Since returning to office last year, US President Donald Trump has ordered military strikes from the Caribbean and eastern Pacific to Africa and the Middle East, targeting alleged drug-smuggling boats and suspected terrorist groups. He has attacked Venezuela and kidnapped its leader, Nicolás Maduro. And he has joined Israel in a large-scale assault on Iran that amounts to a major escalation from last year’s strikes, which supposedly “obliterated” the country’s nuclear facilities. Meanwhile, he is tightening a noose around Cuba, in the hopes that the resulting humanitarian crisis will open the way for a “friendly takeover” of the island by the United States.
As Trump acts with open contempt for international law, China is taking notes. The Cuba model, in particular, offers a useful blueprint for Chinese President Xi Jinping to apply in pursuing his “historic mission” of “reunification” with Taiwan. This is a live demonstration of how a superpower can strangle a country into submission.

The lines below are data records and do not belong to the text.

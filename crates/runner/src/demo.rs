//! Fibonacci demo program.
//!
//! Each thread computes `fib(n + thread_num)`, where `n` is imported into
//! every worker, logs it, appends a CSV row and returns the value.

use elea_parallel::{ImportedVariables, WorkerContext, WorkerFault};
use serde_json::{json, Value};

/// Name of the imported base index.
pub const FIB_BASE_VAR: &str = "n";

/// Column names of the rows the demo appends.
pub const CSV_HEADER: [&str; 3] = ["thread", "n", "fib"];

/// `fib(n)`, or `None` if it does not fit in a `u64`.
pub fn fibonacci(n: u64) -> Option<u64> {
    if n == 0 {
        return Some(0);
    }
    let (mut prev, mut curr) = (0u64, 1u64);
    for _ in 1..n {
        let next = prev.checked_add(curr)?;
        prev = curr;
        curr = next;
    }
    Some(curr)
}

/// Imports for a demo run starting at `fib_base`.
pub fn imports(fib_base: u64) -> ImportedVariables {
    ImportedVariables::new().import(FIB_BASE_VAR, fib_base)
}

/// The demo's statement block.
pub fn fibonacci_block(ctx: &mut WorkerContext) -> Result<Value, WorkerFault> {
    let base = ctx
        .var(FIB_BASE_VAR)
        .and_then(Value::as_u64)
        .ok_or_else(|| WorkerFault::new(format!("`{}` is not a non-negative integer", FIB_BASE_VAR)))?;
    let thread = ctx.thread_num();
    let n = base + u64::from(thread);

    let value =
        fibonacci(n).ok_or_else(|| WorkerFault::new(format!("fib({}) overflows u64", n)))?;

    ctx.console_log(json!([format!("fib({}) =", n), value]));
    ctx.save_in_csv(vec![json!(thread), json!(n), json!(value)]);
    Ok(json!(value))
}

#[cfg(test)]
mod tests {
    use super::*;

    #[test]
    fn test_fibonacci_small_values() {
        let values: Vec<_> = (0..10).map(|n| fibonacci(n).unwrap()).collect();
        assert_eq!(values, vec![0, 1, 1, 2, 3, 5, 8, 13, 21, 34]);
    }

    #[test]
    fn test_fibonacci_u64_boundary() {
        assert_eq!(fibonacci(93), Some(12_200_160_415_121_876_738));
        assert_eq!(fibonacci(94), None);
    }

    #[test]
    fn test_imports_carry_base() {
        let imports = imports(12);
        assert_eq!(
            imports.iter().collect::<Vec<_>>(),
            vec![(FIB_BASE_VAR, &json!(12))]
        );
    }
}
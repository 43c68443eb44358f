//! Host-side bridge service body.
//!
//! Runs on the network task. It never executes an operation inline - the
//! handler may need the main thread and could hold the service thread far
//! too long - so every `operationCall` is enqueued and acknowledged
//! immediately. The result, if the caller expects one, travels later through
//! the child-side service keyed by the correlation token.

use std::sync::Arc;

use webdock_protocol::{Ack, BridgeRequest};
use webdock_runtime::{RequestQueue, ServiceHandler};

/// Accepts `operationCall`s and feeds the request queue.
pub struct HostService {
    queue: Arc<RequestQueue>,
}

impl HostService {
    pub fn new(queue: Arc<RequestQueue>) -> Self {
        Self { queue }
    }
}

impl ServiceHandler for HostService {
    fn handle(&self, request: BridgeRequest) -> Ack {
        match request {
            BridgeRequest::OperationCall { name, params } => {
                tracing::debug!(%name, "operation call enqueued");
                self.queue.push(name, params);
                Ack::ok()
            }
            BridgeRequest::CallbackDeliver { token, .. } => {
                tracing::warn!(token, "callbackDeliver sent to host-side service");
                Ack::error("host service only accepts operationCall")
            }
        }
    }
}
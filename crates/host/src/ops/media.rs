//! Media source and stream settings operations.
//!
//! Source and settings state lives in the host application, so these hop to
//! the main thread like the panel operations do. Structured arguments
//! (`settings`, `hotkeys`) arrive as JSON strings and are decoded before the
//! hop.

use std::sync::Arc;

use webdock_protocol::Params;

use super::{json_arg, required_str, success};
use crate::dispatcher::OpContext;
use crate::error::{Error, Result};

pub(super) fn source_create(ctx: &OpContext, params: &Params) -> Result<String> {
    let kind = required_str(params, 2, "kind")?;
    let name = required_str(params, 3, "name")?;
    let settings = json_arg(params, 4, "settings")?;
    let hotkeys = json_arg(params, 5, "hotkeys")?;

    let frontend = Arc::clone(&ctx.frontend);
    let created = ctx
        .main
        .run(ctx.handoff_timeout, move || {
            frontend.create_source(&kind, &name, settings, hotkeys)
        })?
        .map_err(Error::Frontend)?;
    Ok(created.to_string())
}

pub(super) fn source_destroy(ctx: &OpContext, params: &Params) -> Result<String> {
    let name = required_str(params, 2, "name")?;

    let frontend = Arc::clone(&ctx.frontend);
    ctx.main
        .run(ctx.handoff_timeout, move || frontend.destroy_source(&name))?
        .map_err(Error::Frontend)?;
    Ok(success())
}

pub(super) fn stream_settings(ctx: &OpContext) -> Result<String> {
    let frontend = Arc::clone(&ctx.frontend);
    let settings = ctx
        .main
        .run(ctx.handoff_timeout, move || frontend.stream_settings())?;
    Ok(settings.to_string())
}

pub(super) fn set_stream_settings(ctx: &OpContext, params: &Params) -> Result<String> {
    let settings = json_arg(params, 2, "settings")?;

    let frontend = Arc::clone(&ctx.frontend);
    ctx.main
        .run(ctx.handoff_timeout, move || {
            frontend.set_stream_settings(settings)
        })?
        .map_err(Error::Frontend)?;
    Ok(success())
}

Modern societies depend on a handful of critical systems such as food, water, transportation, and communications. But one system rules them all: energy. Electricity powers water pumps, refrigeration, health care, digital networks, and industrial and agricultural production. Once the grid begins to fail, so do all other critical systems – and social stability. This makes countries that depend heavily on imported fuel to generate electricity fundamentally vulnerable.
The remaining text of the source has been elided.